■ **Assignment**: Pull out every line in the data that has the string "Beagle" in it.

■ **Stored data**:
= Beginning of Section =

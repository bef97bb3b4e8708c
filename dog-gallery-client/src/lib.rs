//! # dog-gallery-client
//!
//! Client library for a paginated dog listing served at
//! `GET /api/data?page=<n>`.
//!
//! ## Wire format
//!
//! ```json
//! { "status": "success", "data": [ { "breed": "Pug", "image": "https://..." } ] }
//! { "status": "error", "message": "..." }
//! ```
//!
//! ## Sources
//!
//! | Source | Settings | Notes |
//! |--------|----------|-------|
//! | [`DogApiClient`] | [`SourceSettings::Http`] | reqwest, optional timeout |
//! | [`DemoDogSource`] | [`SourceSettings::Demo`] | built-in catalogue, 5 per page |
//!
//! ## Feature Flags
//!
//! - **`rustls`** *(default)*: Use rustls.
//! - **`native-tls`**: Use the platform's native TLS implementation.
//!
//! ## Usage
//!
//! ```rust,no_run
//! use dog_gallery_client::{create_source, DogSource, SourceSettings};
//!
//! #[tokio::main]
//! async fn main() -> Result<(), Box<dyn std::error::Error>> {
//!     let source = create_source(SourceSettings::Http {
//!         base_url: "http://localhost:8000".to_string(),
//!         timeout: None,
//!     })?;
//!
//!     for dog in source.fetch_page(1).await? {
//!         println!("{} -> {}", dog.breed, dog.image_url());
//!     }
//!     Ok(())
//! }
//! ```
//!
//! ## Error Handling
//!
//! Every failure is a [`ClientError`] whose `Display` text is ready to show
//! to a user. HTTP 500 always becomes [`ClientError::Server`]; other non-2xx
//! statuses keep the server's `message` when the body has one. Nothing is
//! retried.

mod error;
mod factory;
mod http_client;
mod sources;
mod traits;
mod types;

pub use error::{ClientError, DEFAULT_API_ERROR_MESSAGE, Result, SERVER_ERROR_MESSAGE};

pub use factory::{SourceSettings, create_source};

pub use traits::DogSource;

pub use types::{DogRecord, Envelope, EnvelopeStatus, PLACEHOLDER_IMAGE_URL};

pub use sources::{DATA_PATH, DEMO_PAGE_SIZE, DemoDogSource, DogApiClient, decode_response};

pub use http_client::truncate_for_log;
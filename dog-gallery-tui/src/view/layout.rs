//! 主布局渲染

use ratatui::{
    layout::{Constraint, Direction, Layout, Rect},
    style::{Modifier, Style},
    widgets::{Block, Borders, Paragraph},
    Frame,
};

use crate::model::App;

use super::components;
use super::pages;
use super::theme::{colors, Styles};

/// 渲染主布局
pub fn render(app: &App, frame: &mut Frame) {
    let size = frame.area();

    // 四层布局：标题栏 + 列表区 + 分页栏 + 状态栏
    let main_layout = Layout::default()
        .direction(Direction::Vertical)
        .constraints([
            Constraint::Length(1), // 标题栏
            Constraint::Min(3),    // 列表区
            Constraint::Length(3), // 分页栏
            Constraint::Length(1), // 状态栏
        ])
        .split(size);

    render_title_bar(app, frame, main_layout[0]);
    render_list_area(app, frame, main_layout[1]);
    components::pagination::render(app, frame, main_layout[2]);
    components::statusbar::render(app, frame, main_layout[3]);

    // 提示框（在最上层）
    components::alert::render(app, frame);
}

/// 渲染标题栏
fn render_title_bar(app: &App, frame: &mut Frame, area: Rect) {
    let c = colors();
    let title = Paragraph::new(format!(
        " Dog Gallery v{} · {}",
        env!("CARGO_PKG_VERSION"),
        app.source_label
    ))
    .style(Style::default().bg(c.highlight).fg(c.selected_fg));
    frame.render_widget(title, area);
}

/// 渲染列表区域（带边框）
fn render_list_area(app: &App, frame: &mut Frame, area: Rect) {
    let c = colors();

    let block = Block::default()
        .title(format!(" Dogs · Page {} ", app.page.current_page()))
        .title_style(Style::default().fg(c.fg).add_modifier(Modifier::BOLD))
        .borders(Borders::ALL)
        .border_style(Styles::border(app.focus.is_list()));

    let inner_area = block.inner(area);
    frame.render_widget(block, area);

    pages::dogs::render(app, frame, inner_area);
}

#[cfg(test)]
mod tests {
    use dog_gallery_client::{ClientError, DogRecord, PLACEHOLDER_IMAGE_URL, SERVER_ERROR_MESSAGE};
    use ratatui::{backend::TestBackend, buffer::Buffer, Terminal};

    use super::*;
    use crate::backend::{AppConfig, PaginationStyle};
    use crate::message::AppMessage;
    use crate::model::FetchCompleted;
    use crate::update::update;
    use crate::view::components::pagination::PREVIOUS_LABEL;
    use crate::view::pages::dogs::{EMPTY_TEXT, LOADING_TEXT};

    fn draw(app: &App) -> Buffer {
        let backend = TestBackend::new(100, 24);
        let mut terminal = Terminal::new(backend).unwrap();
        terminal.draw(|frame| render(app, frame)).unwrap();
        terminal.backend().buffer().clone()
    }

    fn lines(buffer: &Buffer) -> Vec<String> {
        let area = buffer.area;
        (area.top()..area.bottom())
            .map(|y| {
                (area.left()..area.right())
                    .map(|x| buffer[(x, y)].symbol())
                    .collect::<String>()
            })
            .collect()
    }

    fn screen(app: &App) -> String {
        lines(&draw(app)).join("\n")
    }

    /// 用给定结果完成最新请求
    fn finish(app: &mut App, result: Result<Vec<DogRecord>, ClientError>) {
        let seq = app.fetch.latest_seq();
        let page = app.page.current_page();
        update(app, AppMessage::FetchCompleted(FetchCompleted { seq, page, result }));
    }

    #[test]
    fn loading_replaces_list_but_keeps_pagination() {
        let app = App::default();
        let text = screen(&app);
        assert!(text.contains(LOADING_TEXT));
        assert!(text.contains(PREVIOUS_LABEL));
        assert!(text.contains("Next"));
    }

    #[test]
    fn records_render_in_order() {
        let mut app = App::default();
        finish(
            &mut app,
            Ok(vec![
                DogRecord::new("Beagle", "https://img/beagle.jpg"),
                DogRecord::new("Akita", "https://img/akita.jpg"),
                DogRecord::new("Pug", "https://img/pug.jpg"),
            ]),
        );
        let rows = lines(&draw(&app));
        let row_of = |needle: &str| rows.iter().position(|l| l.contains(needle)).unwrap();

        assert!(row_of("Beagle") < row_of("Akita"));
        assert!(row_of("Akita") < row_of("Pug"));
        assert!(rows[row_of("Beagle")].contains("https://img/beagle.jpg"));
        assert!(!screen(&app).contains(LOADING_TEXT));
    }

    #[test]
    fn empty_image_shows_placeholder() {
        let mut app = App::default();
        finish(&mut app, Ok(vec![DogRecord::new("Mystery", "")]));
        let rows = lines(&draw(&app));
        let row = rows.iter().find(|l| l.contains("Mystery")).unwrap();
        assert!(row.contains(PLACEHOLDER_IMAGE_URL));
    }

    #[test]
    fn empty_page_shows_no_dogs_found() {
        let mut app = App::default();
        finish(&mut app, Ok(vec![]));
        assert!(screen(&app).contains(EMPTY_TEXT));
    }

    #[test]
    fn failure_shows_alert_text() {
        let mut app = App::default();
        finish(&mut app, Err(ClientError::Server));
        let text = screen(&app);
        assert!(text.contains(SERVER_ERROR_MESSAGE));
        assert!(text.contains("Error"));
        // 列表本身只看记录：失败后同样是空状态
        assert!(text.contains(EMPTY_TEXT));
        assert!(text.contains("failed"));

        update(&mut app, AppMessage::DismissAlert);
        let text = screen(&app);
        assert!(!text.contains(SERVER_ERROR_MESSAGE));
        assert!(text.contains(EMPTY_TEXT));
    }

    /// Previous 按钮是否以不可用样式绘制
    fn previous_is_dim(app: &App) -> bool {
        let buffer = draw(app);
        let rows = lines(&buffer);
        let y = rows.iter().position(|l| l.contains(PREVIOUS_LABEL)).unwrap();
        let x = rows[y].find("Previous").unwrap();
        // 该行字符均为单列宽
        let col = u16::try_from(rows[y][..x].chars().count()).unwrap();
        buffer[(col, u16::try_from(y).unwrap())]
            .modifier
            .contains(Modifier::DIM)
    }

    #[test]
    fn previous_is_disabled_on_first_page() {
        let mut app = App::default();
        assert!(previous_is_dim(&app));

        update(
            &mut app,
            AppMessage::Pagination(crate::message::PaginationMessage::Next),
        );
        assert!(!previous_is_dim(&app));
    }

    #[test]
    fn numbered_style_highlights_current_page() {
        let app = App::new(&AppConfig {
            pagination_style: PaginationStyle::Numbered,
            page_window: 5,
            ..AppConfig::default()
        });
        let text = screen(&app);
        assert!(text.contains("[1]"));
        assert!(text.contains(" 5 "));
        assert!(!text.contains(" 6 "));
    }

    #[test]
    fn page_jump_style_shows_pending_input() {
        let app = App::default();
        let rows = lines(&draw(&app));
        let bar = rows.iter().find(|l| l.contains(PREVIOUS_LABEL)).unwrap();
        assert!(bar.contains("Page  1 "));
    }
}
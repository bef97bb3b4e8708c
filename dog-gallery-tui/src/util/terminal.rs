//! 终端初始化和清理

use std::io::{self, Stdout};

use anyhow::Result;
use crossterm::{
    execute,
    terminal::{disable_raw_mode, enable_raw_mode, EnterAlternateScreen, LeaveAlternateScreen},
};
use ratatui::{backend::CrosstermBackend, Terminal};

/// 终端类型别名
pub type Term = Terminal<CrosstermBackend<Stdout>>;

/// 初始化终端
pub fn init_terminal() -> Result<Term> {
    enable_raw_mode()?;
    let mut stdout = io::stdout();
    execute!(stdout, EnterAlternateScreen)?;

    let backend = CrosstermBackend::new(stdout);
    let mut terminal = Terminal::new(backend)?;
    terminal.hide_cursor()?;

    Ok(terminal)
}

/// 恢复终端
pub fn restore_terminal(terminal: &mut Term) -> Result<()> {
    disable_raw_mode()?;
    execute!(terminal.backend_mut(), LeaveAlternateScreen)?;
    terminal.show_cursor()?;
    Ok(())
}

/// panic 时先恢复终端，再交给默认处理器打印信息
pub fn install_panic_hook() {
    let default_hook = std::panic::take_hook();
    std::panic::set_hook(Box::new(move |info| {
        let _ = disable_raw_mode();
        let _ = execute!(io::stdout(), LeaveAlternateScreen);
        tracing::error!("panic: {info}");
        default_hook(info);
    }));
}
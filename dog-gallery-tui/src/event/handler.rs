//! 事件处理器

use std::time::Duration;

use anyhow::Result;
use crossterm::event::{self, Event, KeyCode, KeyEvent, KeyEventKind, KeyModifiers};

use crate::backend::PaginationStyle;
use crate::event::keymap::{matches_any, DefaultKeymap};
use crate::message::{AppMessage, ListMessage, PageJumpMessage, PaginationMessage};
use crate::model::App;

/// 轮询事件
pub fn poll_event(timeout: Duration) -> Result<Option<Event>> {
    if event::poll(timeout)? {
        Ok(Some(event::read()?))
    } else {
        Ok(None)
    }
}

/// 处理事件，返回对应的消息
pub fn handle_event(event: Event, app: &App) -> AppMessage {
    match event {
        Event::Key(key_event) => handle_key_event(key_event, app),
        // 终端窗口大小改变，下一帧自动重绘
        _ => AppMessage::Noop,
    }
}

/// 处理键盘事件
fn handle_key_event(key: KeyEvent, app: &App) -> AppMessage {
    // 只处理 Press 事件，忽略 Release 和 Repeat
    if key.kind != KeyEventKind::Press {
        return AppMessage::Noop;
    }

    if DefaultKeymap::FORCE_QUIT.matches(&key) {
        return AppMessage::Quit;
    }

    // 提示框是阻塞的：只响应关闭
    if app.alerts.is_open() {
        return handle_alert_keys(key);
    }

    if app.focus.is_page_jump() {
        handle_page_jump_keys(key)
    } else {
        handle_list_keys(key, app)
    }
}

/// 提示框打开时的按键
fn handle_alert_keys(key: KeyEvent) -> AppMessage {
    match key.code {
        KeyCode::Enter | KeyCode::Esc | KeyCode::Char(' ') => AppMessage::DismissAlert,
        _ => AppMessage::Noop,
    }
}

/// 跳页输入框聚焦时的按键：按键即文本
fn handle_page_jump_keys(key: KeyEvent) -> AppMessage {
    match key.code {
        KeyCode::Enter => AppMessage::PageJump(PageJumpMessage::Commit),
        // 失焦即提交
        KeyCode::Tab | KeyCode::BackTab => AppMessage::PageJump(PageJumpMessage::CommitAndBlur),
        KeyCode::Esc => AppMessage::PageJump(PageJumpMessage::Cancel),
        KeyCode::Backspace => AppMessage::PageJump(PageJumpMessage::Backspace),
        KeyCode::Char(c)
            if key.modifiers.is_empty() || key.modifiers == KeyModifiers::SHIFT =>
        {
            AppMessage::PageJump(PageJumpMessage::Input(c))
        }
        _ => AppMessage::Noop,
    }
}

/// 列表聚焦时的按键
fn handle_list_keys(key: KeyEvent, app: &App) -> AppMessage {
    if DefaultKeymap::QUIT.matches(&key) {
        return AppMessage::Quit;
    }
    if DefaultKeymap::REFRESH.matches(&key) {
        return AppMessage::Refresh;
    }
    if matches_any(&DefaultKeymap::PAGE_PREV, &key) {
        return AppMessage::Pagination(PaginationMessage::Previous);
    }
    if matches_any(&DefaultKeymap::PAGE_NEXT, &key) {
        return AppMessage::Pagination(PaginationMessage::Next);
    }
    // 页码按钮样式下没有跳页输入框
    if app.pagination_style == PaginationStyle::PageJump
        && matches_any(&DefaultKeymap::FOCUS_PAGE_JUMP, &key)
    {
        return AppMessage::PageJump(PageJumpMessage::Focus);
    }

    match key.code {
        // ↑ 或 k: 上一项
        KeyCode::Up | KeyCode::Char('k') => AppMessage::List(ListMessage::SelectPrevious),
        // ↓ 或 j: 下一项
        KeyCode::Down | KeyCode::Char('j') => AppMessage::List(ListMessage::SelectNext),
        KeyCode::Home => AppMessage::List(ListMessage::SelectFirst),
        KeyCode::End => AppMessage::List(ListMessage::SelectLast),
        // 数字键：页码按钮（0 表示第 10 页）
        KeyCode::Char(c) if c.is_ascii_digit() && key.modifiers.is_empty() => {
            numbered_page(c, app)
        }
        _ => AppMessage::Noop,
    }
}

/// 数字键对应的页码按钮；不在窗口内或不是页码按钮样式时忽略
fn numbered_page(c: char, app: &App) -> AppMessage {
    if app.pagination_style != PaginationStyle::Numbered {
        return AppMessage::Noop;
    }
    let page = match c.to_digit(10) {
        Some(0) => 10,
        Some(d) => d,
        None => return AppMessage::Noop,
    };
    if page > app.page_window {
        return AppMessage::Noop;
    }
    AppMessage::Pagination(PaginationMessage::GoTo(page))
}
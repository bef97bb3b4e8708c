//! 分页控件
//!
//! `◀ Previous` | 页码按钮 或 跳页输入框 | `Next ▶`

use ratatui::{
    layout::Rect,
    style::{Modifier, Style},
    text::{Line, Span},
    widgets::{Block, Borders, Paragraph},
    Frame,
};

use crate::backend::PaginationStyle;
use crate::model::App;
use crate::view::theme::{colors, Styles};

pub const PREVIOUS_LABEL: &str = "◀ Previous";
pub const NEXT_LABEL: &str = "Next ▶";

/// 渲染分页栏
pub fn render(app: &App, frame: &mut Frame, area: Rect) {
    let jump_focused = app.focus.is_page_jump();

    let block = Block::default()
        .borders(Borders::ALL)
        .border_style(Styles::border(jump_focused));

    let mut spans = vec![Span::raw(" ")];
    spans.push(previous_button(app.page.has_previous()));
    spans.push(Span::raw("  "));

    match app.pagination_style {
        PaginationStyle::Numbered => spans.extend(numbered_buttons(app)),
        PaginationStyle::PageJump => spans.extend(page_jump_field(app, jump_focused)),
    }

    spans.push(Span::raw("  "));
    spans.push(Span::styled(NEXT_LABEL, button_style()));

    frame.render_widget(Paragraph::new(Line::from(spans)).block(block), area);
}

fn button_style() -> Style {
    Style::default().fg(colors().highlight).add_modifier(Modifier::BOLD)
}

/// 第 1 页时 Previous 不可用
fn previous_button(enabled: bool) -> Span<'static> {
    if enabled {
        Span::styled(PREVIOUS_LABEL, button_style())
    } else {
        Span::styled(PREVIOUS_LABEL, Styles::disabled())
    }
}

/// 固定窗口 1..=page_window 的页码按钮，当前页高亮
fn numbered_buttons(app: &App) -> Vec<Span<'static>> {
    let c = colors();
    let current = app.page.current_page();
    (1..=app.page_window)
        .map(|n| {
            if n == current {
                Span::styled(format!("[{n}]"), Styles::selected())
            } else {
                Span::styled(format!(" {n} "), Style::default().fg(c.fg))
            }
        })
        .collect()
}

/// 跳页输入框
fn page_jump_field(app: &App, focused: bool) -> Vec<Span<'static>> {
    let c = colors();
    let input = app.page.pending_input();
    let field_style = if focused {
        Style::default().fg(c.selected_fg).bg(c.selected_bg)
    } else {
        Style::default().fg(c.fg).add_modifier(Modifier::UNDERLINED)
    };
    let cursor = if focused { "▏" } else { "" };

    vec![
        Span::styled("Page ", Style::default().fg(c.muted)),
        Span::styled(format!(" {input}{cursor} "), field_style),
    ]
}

= End of Section =

■ **The completed task**:
                DogRecord::new("Beagle", "https://img/beagle.jpg"),
        assert!(row_of("Beagle") < row_of("Akita"));
        assert!(rows[row_of("Beagle")].contains("https://img/beagle.jpg"));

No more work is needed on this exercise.